**AIM OF THE EXERCISE:** Looking at the data, count the lines where the word "Debug" occurs and answer with only the number.

━━━ RECORD SET ━━━

use serde::{Deserialize, Serialize};
use std::time::Duration;

#[derive(Debug, Clone, Copy, PartialEq, Eq, Serialize, Deserialize)]
#[serde(rename_all = "snake_case")]
pub enum JobState {
    Queued,
    Processing,
    Done,
    Error,
}

impl JobState {
    pub fn is_terminal(self) -> bool {
        matches!(self, JobState::Done | JobState::Error)
    }
}

/// Live status of one video scan. Job ids and video ids are the same token.
#[derive(Debug, Clone, PartialEq, Serialize, Deserialize)]
pub struct Job {
    pub id: String,
    pub state: JobState,
    pub stage: String,
    pub percent: f64,
    pub processed: u64,
    pub total: u64,
    #[serde(skip_serializing_if = "Option::is_none")]
    pub fps: Option<f64>,
    #[serde(skip_serializing_if = "Option::is_none")]
    pub total_frames: Option<u64>,
    #[serde(skip_serializing_if = "Option::is_none")]
    pub duration: Option<f64>,
    /// Unix seconds at job creation
    pub start_time: f64,
    #[serde(skip_serializing_if = "Option::is_none")]
    pub elapsed: Option<f64>,
    #[serde(skip_serializing_if = "Option::is_none")]
    pub eta: Option<f64>,
    #[serde(skip_serializing_if = "Option::is_none")]
    pub error: Option<String>,
    #[serde(skip_serializing_if = "Option::is_none")]
    pub view: Option<String>,
    #[serde(skip_serializing_if = "Option::is_none")]
    pub scan_time: Option<f64>,
}

impl Job {
    pub fn queued(id: impl Into<String>) -> Self {
        Self {
            id: id.into(),
            state: JobState::Queued,
            stage: "queued".to_string(),
            percent: 0.0,
            processed: 0,
            total: 0,
            fps: None,
            total_frames: None,
            duration: None,
            start_time: chrono::Utc::now().timestamp_millis() as f64 / 1000.0,
            elapsed: None,
            eta: None,
            error: None,
            view: None,
            scan_time: None,
        }
    }

    /// Merge a partial update, last write wins per field.
    pub fn apply(&mut self, update: JobUpdate) {
        if let Some(state) = update.state {
            self.state = state;
        }
        if let Some(stage) = update.stage {
            self.stage = stage;
        }
        if let Some(percent) = update.percent {
            self.percent = percent;
        }
        if let Some(processed) = update.processed {
            self.processed = processed;
        }
        if let Some(total) = update.total {
            self.total = total;
        }
        if update.fps.is_some() {
            self.fps = update.fps;
        }
        if update.total_frames.is_some() {
            self.total_frames = update.total_frames;
        }
        if update.duration.is_some() {
            self.duration = update.duration;
        }
        if update.elapsed.is_some() {
            self.elapsed = update.elapsed;
        }
        if update.eta.is_some() {
            self.eta = update.eta;
        }
        if update.error.is_some() {
            self.error = update.error;
        }
        if update.view.is_some() {
            self.view = update.view;
        }
        if update.scan_time.is_some() {
            self.scan_time = update.scan_time;
        }
    }

    /// Record sampling progress. `total` is the up-front estimate and is never
    /// corrected here, so `percent` saturates at 100 when the decode yields
    /// more samples than estimated.
    pub fn record_progress(&mut self, processed: u64, elapsed: Duration) {
        let progress = Progress::compute(processed, self.total, elapsed);
        self.processed = processed;
        self.percent = self.percent.max(progress.percent);
        self.elapsed = Some(elapsed.as_secs_f64());
        self.eta = progress.eta;
    }

    pub fn status(&self) -> JobStatus {
        JobStatus {
            eta_readable: self.eta.map(format_eta),
            job: self.clone(),
        }
    }
}

/// Partial job fields for [`Job::apply`].
#[derive(Debug, Clone, Default, PartialEq)]
pub struct JobUpdate {
    pub state: Option<JobState>,
    pub stage: Option<String>,
    pub percent: Option<f64>,
    pub processed: Option<u64>,
    pub total: Option<u64>,
    pub fps: Option<f64>,
    pub total_frames: Option<u64>,
    pub duration: Option<f64>,
    pub elapsed: Option<f64>,
    pub eta: Option<f64>,
    pub error: Option<String>,
    pub view: Option<String>,
    pub scan_time: Option<f64>,
}

impl JobUpdate {
    pub fn stage(stage: impl Into<String>) -> Self {
        Self {
            stage: Some(stage.into()),
            ..Self::default()
        }
    }
}

/// What the polling client sees.
#[derive(Debug, Clone, PartialEq, Serialize)]
pub struct JobStatus {
    #[serde(flatten)]
    pub job: Job,
    #[serde(skip_serializing_if = "Option::is_none")]
    pub eta_readable: Option<String>,
}

#[derive(Debug, Clone, Copy, PartialEq)]
pub struct Progress {
    pub percent: f64,
    pub eta: Option<f64>,
}

impl Progress {
    pub fn compute(processed: u64, total: u64, elapsed: Duration) -> Self {
        let fraction = (processed as f64 / total.max(1) as f64).min(1.0);
        let percent = (fraction * 1000.0).round() / 10.0;
        let elapsed = elapsed.as_secs_f64();
        let eta = if fraction > 0.0 {
            Some((elapsed / fraction - elapsed).max(0.0))
        } else {
            None
        };
        Self { percent, eta }
    }
}

/// Expected number of samples for a video, computed once before sampling.
pub fn estimate_total_samples(duration: f64, sample_rate: f64) -> u64 {
    if duration > 0.0 && sample_rate > 0.0 {
        ((duration * sample_rate).ceil() as u64).max(1)
    } else {
        1
    }
}

pub fn format_eta(eta: f64) -> String {
    let eta = eta.max(0.0);
    let minutes = (eta / 60.0).floor() as u64;
    let seconds = (eta % 60.0).floor() as u64;
    format!("{}m {}s", minutes, seconds)
}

━━━

**COMPLETED TASK:** 5